The Dominican Republic faced no serious external military threat during the 1980s, and as of 1989, it appeared unlikely that the armed forces would be required to undertake an external defense mission during the 1990s. Nonetheless, military posture continued to focus on the potential security threats represented by Haiti and Cuba.

The nation's traditional enmity toward Haiti made security along the common border a matter of concern, and army troops and observation posts were located along the length of the 388- kilometer frontier. The Dominican armed forces did not view defense against a possible Haitian invasion as a particularly high priority, however. Border defense commanded relatively few military resources, in part because Haitian military capability was clearly unequal to that of Dominican forces. Despite these factors, the Dominicans showed no signs of forgetting Haiti's historically proven ability to raise large armies on short notice. Practically speaking, however, continuing political upheaval in Haiti represented a more serious concern than did a potential invasion. Several hundred thousand illegal Haitian immigrants were working in the nation as agricultural laborers, and the Dominicans feared that the number could grow if the economic situation in Haiti continued to deteriorate. Continuing border disputes between the two nations were also a source of concern.

After Fidel Castro Ruz's assumption of power in 1959, the Dominican Republic also viewed Cuba as a potential external threat. This stance was rooted in the anticommunist sentiments first espoused by Trujillo and still felt by most military officers as the 1980s ended. It also had a basis in a 1959 Cubanbased invasion attempt by anti-Trujillo Dominicans. Cuba itself had never taken overt military action against the nation, however, and security concerns usually focused on the prevention of Cuban-sponsored insurgency. Critics of the armed forces charged that the military justified attacks on political groups and on political and labor activists by falsely accusing them of having ties with Cuba.

In practice, the primary mission of the armed forces was to maintain internal security and public order in the nation. Until the mid-1970s, the military occasionally conducted operations against limited insurgencies, but by the late 1970s, the country was relatively free of insurgent groups. Those still in existence in 1989 were small underground groups confined mainly to remote mountain areas. These groups rarely presented a threat to public peace.

As part of its mission to assist the police in maintaining public order, the military kept close watch on political groups that it deemed possible sources of instability, including legal opposition parties. The armed forces were also frequently called out to augment police efforts to control demonstrations and riots. On several occasions during the 1980s, such disturbances resulted in injuries and loss of life, leading critics to charge that the armed forces had used unnecessarily harsh tactics to restore order.

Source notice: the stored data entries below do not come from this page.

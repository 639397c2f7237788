//! Application configuration
//!
//! Loaded from a TOML file in the platform config directory when present,
//! otherwise built from the defaults in [`crate::constants`].

use directories::ProjectDirs;
use serde::{Deserialize, Serialize};
use std::path::{Path, PathBuf};

use crate::constants::{FRAME_SAMPLES, JITTER_FRAMES, SAMPLE_RATE, SEND_QUEUE_DEPTH};
use crate::error::{Error, Result};

/// Streaming core parameters
#[derive(Debug, Clone, Serialize, Deserialize)]
#[serde(default)]
pub struct StreamConfig {
    /// Sample rate in Hz shared by capture, transport, and playback
    pub sample_rate: u32,

    /// Samples per mono frame
    pub frame_samples: usize,

    /// Playback buffer capacity in frames (the jitter budget)
    pub jitter_frames: usize,
}

impl Default for StreamConfig {
    fn default() -> Self {
        Self {
            sample_rate: SAMPLE_RATE,
            frame_samples: FRAME_SAMPLES,
            jitter_frames: JITTER_FRAMES,
        }
    }
}

impl StreamConfig {
    /// Duration of one frame in seconds
    pub fn frame_duration(&self) -> f64 {
        self.frame_samples as f64 / self.sample_rate as f64
    }

    /// Serialized frame size in bytes
    pub fn frame_bytes(&self) -> usize {
        self.frame_samples * std::mem::size_of::<f32>()
    }

    pub fn validate(&self) -> Result<()> {
        if self.sample_rate == 0 {
            return Err(Error::Config("sample_rate must be positive".into()));
        }
        if self.frame_samples == 0 {
            return Err(Error::Config("frame_samples must be positive".into()));
        }
        if self.jitter_frames == 0 {
            return Err(Error::Config("jitter_frames must be positive".into()));
        }
        Ok(())
    }
}

/// Mesh group membership
#[derive(Debug, Clone, Serialize, Deserialize)]
#[serde(default)]
pub struct GroupConfig {
    /// Group name shared out-of-band by every participant of one broadcast
    pub name: String,
}

impl Default for GroupConfig {
    fn default() -> Self {
        Self {
            name: "RadioGroup".to_string(),
        }
    }
}

/// Mesh transport tuning
#[derive(Debug, Clone, Serialize, Deserialize)]
#[serde(default)]
pub struct MeshConfig {
    /// Depth of the non-blocking send queue, in packets
    pub send_queue_depth: usize,
}

impl Default for MeshConfig {
    fn default() -> Self {
        Self {
            send_queue_depth: SEND_QUEUE_DEPTH,
        }
    }
}

/// Top-level configuration
#[derive(Debug, Clone, Default, Serialize, Deserialize)]
#[serde(default)]
pub struct AppConfig {
    pub stream: StreamConfig,
    pub group: GroupConfig,
    pub mesh: MeshConfig,
}

impl AppConfig {
    /// Platform config file location, when one can be determined
    pub fn config_path() -> Option<PathBuf> {
        ProjectDirs::from("", "", "mesh-radio").map(|dirs| dirs.config_dir().join("config.toml"))
    }

    /// Load from the platform config dir, falling back to defaults when no
    /// file exists.
    pub fn load() -> Result<Self> {
        match Self::config_path() {
            Some(path) if path.exists() => Self::load_from(&path),
            _ => Ok(Self::default()),
        }
    }

    /// Load and validate a specific TOML file
    pub fn load_from(path: &Path) -> Result<Self> {
        let text = std::fs::read_to_string(path)?;
        let config: Self = toml::from_str(&text).map_err(|e| Error::Config(e.to_string()))?;
        config.validate()?;
        Ok(config)
    }

    pub fn validate(&self) -> Result<()> {
        self.stream.validate()?;
        if self.group.name.is_empty() {
            return Err(Error::Config("group name must not be empty".into()));
        }
        if self.mesh.send_queue_depth == 0 {
            return Err(Error::Config("send_queue_depth must be positive".into()));
        }
        Ok(())
    }
}

#[cfg(test)]
mod tests {
    use super::*;

    #[test]
    fn test_defaults_are_valid() {
        let config = AppConfig::default();
        assert!(config.validate().is_ok());
        assert_eq!(config.stream.frame_bytes(), FRAME_SAMPLES * 4);
    }

    #[test]
    fn test_frame_duration() {
        let config = StreamConfig {
            sample_rate: 44_100,
            frame_samples: 1024,
            jitter_frames: 6,
        };
        let duration = config.frame_duration();
        assert!((duration - 0.02322).abs() < 1e-4);
    }

    #[test]
    fn test_parse_toml() {
        let parsed: AppConfig = toml::from_str(
            r#"
            [stream]
            sample_rate = 48000
            frame_samples = 512

            [group]
            name = "late-night-show"
            "#,
        )
        .unwrap();

        assert_eq!(parsed.stream.sample_rate, 48_000);
        assert_eq!(parsed.stream.frame_samples, 512);
        assert_eq!(parsed.stream.jitter_frames, JITTER_FRAMES);
        assert_eq!(parsed.group.name, "late-night-show");
        assert_eq!(parsed.mesh.send_queue_depth, SEND_QUEUE_DEPTH);
        assert!(parsed.validate().is_ok());
    }

    #[test]
    fn test_rejects_zero_frame_samples() {
        let mut config = AppConfig::default();
        config.stream.frame_samples = 0;
        assert!(config.validate().is_err());
    }

    #[test]
    fn test_rejects_empty_group_name() {
        let mut config = AppConfig::default();
        config.group.name.clear();
        assert!(config.validate().is_err());
    }
}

Article 93 of the Constitution states that an objective of the creation of the armed forces is to pursue civic action programs and, at the direction of the executive branch, to participate in projects that promote national social and economic development. As a result, the armed forces maintained an active civic action program. Units of the armed forces dug wells, constructed roads, built houses and schools, and provided educational and sports equipment to rural schools. Military medical and dental teams made visits around the country. As part of its civic action mission, the army was largely responsible for protecting and replanting the nation's forests. It supervised the Directorate General of Forestry, through which the army helped to protect against forest fires and worked to publicize the need for forest conservation. The air force transported medicine, doctors, and food to areas damaged by hurricanes or other natural disasters, and flew the injured to hospitals. Navy schools trained most of the nation's diesel mechanics, and the navy played a large role in transporting the nation's stock of fuel oil. Critics of the armed forces asserted that these contributions, although varied, were sometimes limited in scope and were not nearly so important to national development as claimed in armed forces public relations statements.

Data as of December 1989

Last Updated: December 1989

Editor's Note: Country Studies included here were published between 1988 and 1998. The Country study for Dominican Republic was first published in 1989. Where available, the data has been updated through 2008. The date at the bottom of each section will indicate the time period of the data. Information on some countries may no longer be up to date. See the "Research Completed" date at the beginning of each study on the Title Page or the "Data as of" date at the end of each section of text. This information is included due to its comprehensiveness and for historical purposes.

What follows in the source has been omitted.